Doctors extend life. It's what they do, so even broaching the subject of discontinuing life support is a dire sign. Almost no families get the choice. We're the first all year at Beaumont Hospital, which treats more than 800 preemies a year. Will's prognosis is that scary.

We knew the choice was coming and agonized over it. The ventilator is a double-edged sword. It extends life, but also increases chances of cerebral palsy, infections and damage to other organs.

You want to do the right thing for him, but don't know what it is. You wonder if you're selfish by prolonging suffering. You wonder if you're making yourself feel better by making him feel worse. You wonder if you're extending a life of constant pain. You wonder whether giving him more time helps him or helps you.

In the end, though, all we ever had was wonder. And questions. Doctors still can't tell us if Will has a mild or severe form of Cornelia de Lange, whether he'll be able to walk, talk, swallow, hear or eat solid food.

That's an awful lot of variables for such a big decision. Some things are certain. We fall in love with Will more every day. His big eyes and busy arms tell us he's got a lot of fight left. He deserves a chance, and we'll never look back and regret giving him one.

It's really that easy, so when the choice came tonight that we'd dreaded so much, there were few tears or discussions. Do the surgery. Fix the pyloric stenosis. Keep him alive.

So on Monday or Tuesday, Will will have the first of what probably will be many operations. Hopefully, it will fix some of his gastrointestinal problems. It could even improve his respiratory problems and allow us to avoid a tracheostomy altogether. Maybe it won't. We owe it to the little guy who's given us so much to try.


Anonymous Anonymous said...

We'll surely be praying for a fast and successful surgery! Hope you all have a wonderful Christmas together. Love, Amy

2:55 PM  
Anonymous Anonymous said...

Still thinking about you daily and sending prayers your way. Keep on loving each other, and have the best Christmas that you can.

Love - Deb Charlesworth

8:45 PM  
Anonymous Anonymous said...

I continue to read what you both so graciously share with us every chance I get. I, maybe like others that are reading, have no idea what to say to you both.

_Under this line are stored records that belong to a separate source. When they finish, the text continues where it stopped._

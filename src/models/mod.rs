//! Request and Response models for the cache service API
//!
//! This module defines the DTOs (Data Transfer Objects) used for
//! serializing/deserializing HTTP request and response bodies.

pub mod requests;
pub mod responses;

// Re-export commonly used types
pub use requests::ClearCacheRequest;
pub use responses::{
    ClearCacheResponse, ErrorResponse, HealthResponse, HomepageResponse, RateLimitedResponse,
};
//! Halaqah Cache - caching and rate limiting service
//!
//! Serves the cache-clearing, homepage, stats and health endpoints.

use std::net::SocketAddr;

use anyhow::Context;
use tokio::signal;
use tokio::task::JoinHandle;
use tracing::{info, warn};
use tracing_subscriber::{layer::SubscriberExt, util::SubscriberInitExt};

use halaqah_cache::api::create_router;
use halaqah_cache::{spawn_cleanup_task, AppState, Config};

/// Main entry point for the cache service.
///
/// # Startup Sequence
/// 1. Initialize tracing subscriber for logging
/// 2. Load configuration from environment variables
/// 3. Wire the connection manager, facades and homepage loader
/// 4. Start the purge task when the in-memory backend is used
/// 5. Start HTTP server on configured port
/// 6. Handle graceful shutdown on SIGINT/SIGTERM
#[tokio::main]
async fn main() -> anyhow::Result<()> {
    // Defaults to "info" level, can be overridden with RUST_LOG env var
    tracing_subscriber::registry()
        .with(
            tracing_subscriber::EnvFilter::try_from_default_env()
                .unwrap_or_else(|_| "halaqah_cache=info,tower_http=info".into()),
        )
        .with(tracing_subscriber::fmt::layer())
        .init();

    info!("Starting Halaqah cache service");

    let config = Config::from_env();
    info!(
        "Configuration loaded: backend={:?}, environment={:?}, fault_policy={:?}, port={}",
        config.connection.backend,
        config.connection.environment,
        config.connection.fault_policy,
        config.server_port
    );
    if config.connection.is_disabled() {
        warn!("Caching is disabled, every read will miss");
    }

    let state = AppState::from_config(&config).context("failed to build application state")?;

    let cleanup_handle = state
        .connections
        .memory_store()
        .map(|store| spawn_cleanup_task(store, config.cleanup_interval));
    if cleanup_handle.is_some() {
        info!("Background cleanup task started");
    }

    let app = create_router(state);

    let addr = SocketAddr::from(([0, 0, 0, 0], config.server_port));
    let listener = tokio::net::TcpListener::bind(addr)
        .await
        .with_context(|| format!("failed to bind {}", addr))?;
    info!("Server listening on http://{}", addr);

    axum::serve(
        listener,
        app.into_make_service_with_connect_info::<SocketAddr>(),
    )
    .with_graceful_shutdown(shutdown_signal(cleanup_handle))
    .await
    .context("server error")?;

    info!("Server shutdown complete");
    Ok(())
}

/// Waits for shutdown signal (Ctrl+C or SIGTERM).
///
/// On shutdown signal, aborts the cleanup task and allows graceful shutdown.
async fn shutdown_signal(cleanup_handle: Option<JoinHandle<()>>) {
    let ctrl_c = async {
        if let Err(e) = signal::ctrl_c().await {
            warn!(error = %e, "Failed to install Ctrl+C handler");
            std::future::pending::<()>().await;
        }
    };

    #[cfg(unix)]
    let terminate = async {
        match signal::unix::signal(signal::unix::SignalKind::terminate()) {
            Ok(mut sigterm) => {
                sigterm.recv().await;
            }
            Err(e) => {
                warn!(error = %e, "Failed to install SIGTERM handler");
                std::future::pending::<()>().await;
            }
        }
    };

    #[cfg(not(unix))]
    let terminate = std::future::pending::<()>();

    tokio::select! {
        _ = ctrl_c => {
            info!("Received Ctrl+C, initiating shutdown...");
        }
        _ = terminate => {
            info!("Received SIGTERM, initiating shutdown...");
        }
    }

    if let Some(handle) = cleanup_handle {
        handle.abort();
        warn!("Cleanup task aborted");
    }
}
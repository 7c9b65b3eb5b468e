//! TTL Cleanup Task
//!
//! Background task that periodically purges expired entries from the
//! in-memory backend. Redis expires keys itself, so the task only runs
//! when the memory backend is selected.

use std::time::Duration;

use tokio::task::JoinHandle;
use tracing::{debug, info};

use crate::store::MemoryStore;

/// Spawns a background task that periodically purges expired entries.
///
/// The task runs in an infinite loop, sleeping for the specified interval
/// between cleanup runs.
///
/// # Returns
/// A JoinHandle for the spawned task, which can be used to abort the task
/// during graceful shutdown.
///
/// # Example
/// ```ignore
/// let store = MemoryStore::new(1000);
/// let cleanup_handle = spawn_cleanup_task(store.clone(), 1);
/// // Later, during shutdown:
/// cleanup_handle.abort();
/// ```
pub fn spawn_cleanup_task(store: MemoryStore, cleanup_interval_secs: u64) -> JoinHandle<()> {
    let interval = Duration::from_secs(cleanup_interval_secs.max(1));

    tokio::spawn(async move {
        info!(
            "Starting TTL cleanup task with interval of {} seconds",
            interval.as_secs()
        );

        loop {
            tokio::time::sleep(interval).await;

            let removed = store.purge_expired().await;
            if removed > 0 {
                info!("TTL cleanup: removed {} expired entries", removed);
            } else {
                debug!("TTL cleanup: no expired entries found");
            }
        }
    })
}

I am afraid of getting into cliches, saying the wrong thing, or not being able to say anything that makes any sense. But I figured it was time to get off my a** and say SOMETHING, cliche or not, wrong or right, it does come from the heart. So I am not going to be a chicken shit any longer.... you need to know how many people are out here rooting for your precious Will Henry.

Your love for your son comes across so poignantly in your writing, it almosts hurts to read it. I can not imagine what is like to write it. But you do and for that so many of us unamed are grateful. You have allowed us to get to know your son for the unique vibrant soul he is.

Mo, I think you know I am not a religious person, but I can't help but compare the baby Jesus to your very own Will Henry. How amazing to know that there is another baby whose birth and first days could be so inspirational and such cause for joy. I hope you both find peaceful moments with your very precious Christmas gift, Will Henry Kurth, who really IS everyone's favorite 4 pounder.

Much Love,
Debbie Ajini

9:15 PM  
Blogger The Pretty One said...

My nephews born pre-mature under 2lbs each, survived and are doing great. Both were in the hospital for 2 1/2mths before bing released. I hope your son has a quick and healthy recovery,so you can get him home and start living the life you intended.